Section properties for W18x50:

• $d = 18.0$ in
• $t_w = 0.355$ in
• $h/t_w = 46.6$

A built-up plate girder has a web depth $h = 60$ in and thickness $t_w = 0.5$ in. The steel is $F_y = 50$ ksi. Calculate the nominal shear strength $V_n$ assuming there are no transverse stiffeners (i.e., $k_v = 5.34$).

Check the live load deflection for the W18x50 from Example 1. It spans 24 feet and carries a service live load of 1.2 kips/ft. The allowable live load deflection is $L/360$. $I_x = 800 \text{ in}^4$.

For the same W18x50 beam, check the total load deflection. Dead load is 0.8 kips/ft. Allowable total load deflection is $L/240$.

A W24x68 beam ($F_y = 50$ ksi) is subjected to a concentrated point load from a column resting on its top flange at midspan. The bearing length is $l_b = 6$ in. Determine the nominal strength for Web Yielding. Properties: $d = 23.7 \text{ in}$, $t_w = 0.415 \text{ in}$, $k = 1.18 \text{ in}$.

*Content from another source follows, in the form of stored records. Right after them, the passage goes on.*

use std::rc::Rc;

use super::capture::DeviceEvent;
use super::session::MessageOrigin;
use super::state::{AppEvent, AppState};

/// Handle one UI event. Each event runs in its own local future, so a slow
/// send never blocks the microphone toggle.
pub async fn handle_app_event(state: Rc<AppState>, event: AppEvent) {
    match event {
        AppEvent::SendRequested => state.sessions.submit_input().await,
        AppEvent::MicToggled => state.capture.toggle(),
        AppEvent::NewChatRequested => state.sessions.start_new().await,
        AppEvent::SessionSelected(session) => state.sessions.switch_to(&session).await,
    }
}

/// Handle one device event. Device events must be fed in order.
pub async fn handle_device_event(state: &AppState, event: DeviceEvent) {
    let Some(transcript) = state.capture.on_device_event(event).await else {
        return;
    };
    if state.auto_send_dictation {
        // The input holds the transcript; clear it so Send cannot repeat it.
        state.sessions.clear_input();
        state
            .sessions
            .send_message(&transcript, MessageOrigin::Dictated)
            .await;
    }
}

#[cfg(test)]
mod tests {
    use super::*;
    use crate::app::capture::CapturePhase;
    use crate::app::context::SessionContext;
    use crate::app::testing::{session, FakeBackend, FakeDevice, FakeView};
    use crate::app::view::{Bubble, View};
    use crate::storage::MemoryStorage;

    struct Harness {
        device: Rc<FakeDevice>,
        backend: Rc<FakeBackend>,
        view: Rc<FakeView>,
        device_rx: async_channel::Receiver<DeviceEvent>,
        state: Rc<AppState>,
    }

    fn harness(auto_send: bool) -> Harness {
        let device = Rc::new(FakeDevice::default());
        let backend = Rc::new(FakeBackend::default());
        let view = Rc::new(FakeView::default());
        let (device_tx, device_rx) = async_channel::unbounded();
        let context = Rc::new(SessionContext::restore(Rc::new(MemoryStorage::default())));
        let state = AppState::new(
            3,
            context,
            backend.clone(),
            view.clone(),
            Box::new(device.clone()),
            device_tx,
        )
        .with_auto_send(auto_send);
        Harness {
            device,
            backend,
            view,
            device_rx,
            state: Rc::new(state),
        }
    }

    async fn dictate(h: &Harness, transcript: &str) {
        h.backend.queue_transcript(Some(transcript));
        handle_app_event(h.state.clone(), AppEvent::MicToggled).await;
        h.device.emit(&[0.1, 0.1]);
        handle_app_event(h.state.clone(), AppEvent::MicToggled).await;
        while let Ok(event) = h.device_rx.try_recv() {
            handle_device_event(&h.state, event).await;
        }
    }

    #[tokio::test]
    async fn dictation_fills_input_then_typed_send_delivers_it() {
        let h = harness(false);
        h.state.sessions.open().await;

        dictate(&h, "my ear hurts").await;
        assert!(h.backend.sent.borrow().is_empty());
        assert_eq!(h.view.input_text(), "my ear hurts");

        h.backend.queue_reply("Which ear?");
        handle_app_event(h.state.clone(), AppEvent::SendRequested).await;

        assert_eq!(h.view.input_text(), "");
        assert_eq!(
            h.view.transcript.borrow()[1..],
            [Bubble::user("my ear hurts"), Bubble::assistant("Which ear?")]
        );
    }

    #[tokio::test]
    async fn auto_send_delivers_dictation_once() {
        let h = harness(true);
        h.state.sessions.open().await;
        h.backend.queue_reply("Understood.");

        dictate(&h, "fever since monday").await;

        assert_eq!(h.backend.sent.borrow().len(), 1);
        assert_eq!(h.backend.sent.borrow()[0].message, "fever since monday");
        assert_eq!(h.view.input_text(), "");
        assert_eq!(h.state.capture.phase(), CapturePhase::Idle);

        handle_app_event(h.state.clone(), AppEvent::SendRequested).await;
        assert_eq!(h.backend.sent.borrow().len(), 1);
        assert_eq!(
            h.view.transcript.borrow()[1..],
            [
                Bubble::user("fever since monday"),
                Bubble::assistant("Understood.")
            ]
        );
    }

    #[tokio::test]
    async fn selected_session_becomes_the_send_target() {
        let h = harness(false);
        let past = session("sess_1", &[("patient", "hi")]);
        handle_app_event(h.state.clone(), AppEvent::SessionSelected(past)).await;
        assert_eq!(*h.view.transcript.borrow(), vec![Bubble::user("hi")]);

        h.backend.queue_reply("Welcome back");
        h.view.type_text("still unwell");
        handle_app_event(h.state.clone(), AppEvent::SendRequested).await;
        assert_eq!(h.backend.sent.borrow()[0].session_id, "sess_1");

        handle_app_event(h.state.clone(), AppEvent::NewChatRequested).await;
        assert_ne!(h.state.sessions.active_session_id(), "sess_1");
    }
}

The same W24x68 beam sits on a bearing pad at the support (edge). The bearing pad length is $l_b = 4$ in. Determine the nominal strength for Web Yielding at the support.

For the W24x68 beam under the midspan load ($l_b = 6$ in), calculate the nominal strength for Web Crippling. Properties: $t_f = 0.585 \text{ in}$, $d = 23.7 \text{ in}$, $t_w = 0.415 \text{ in}$, $F_y = 50$ ksi.

A reaction of $R_u = 120$ kips is applied at the end of a W16x31 beam ($F_y = 50$ ksi). Determine the minimum required bearing length ($l_b$) to prevent web yielding at the edge. Properties: $d = 15.9 \text{ in}$, $t_w = 0.275 \text{ in}$, $k = 0.827 \text{ in}$. $\phi = 1.00$.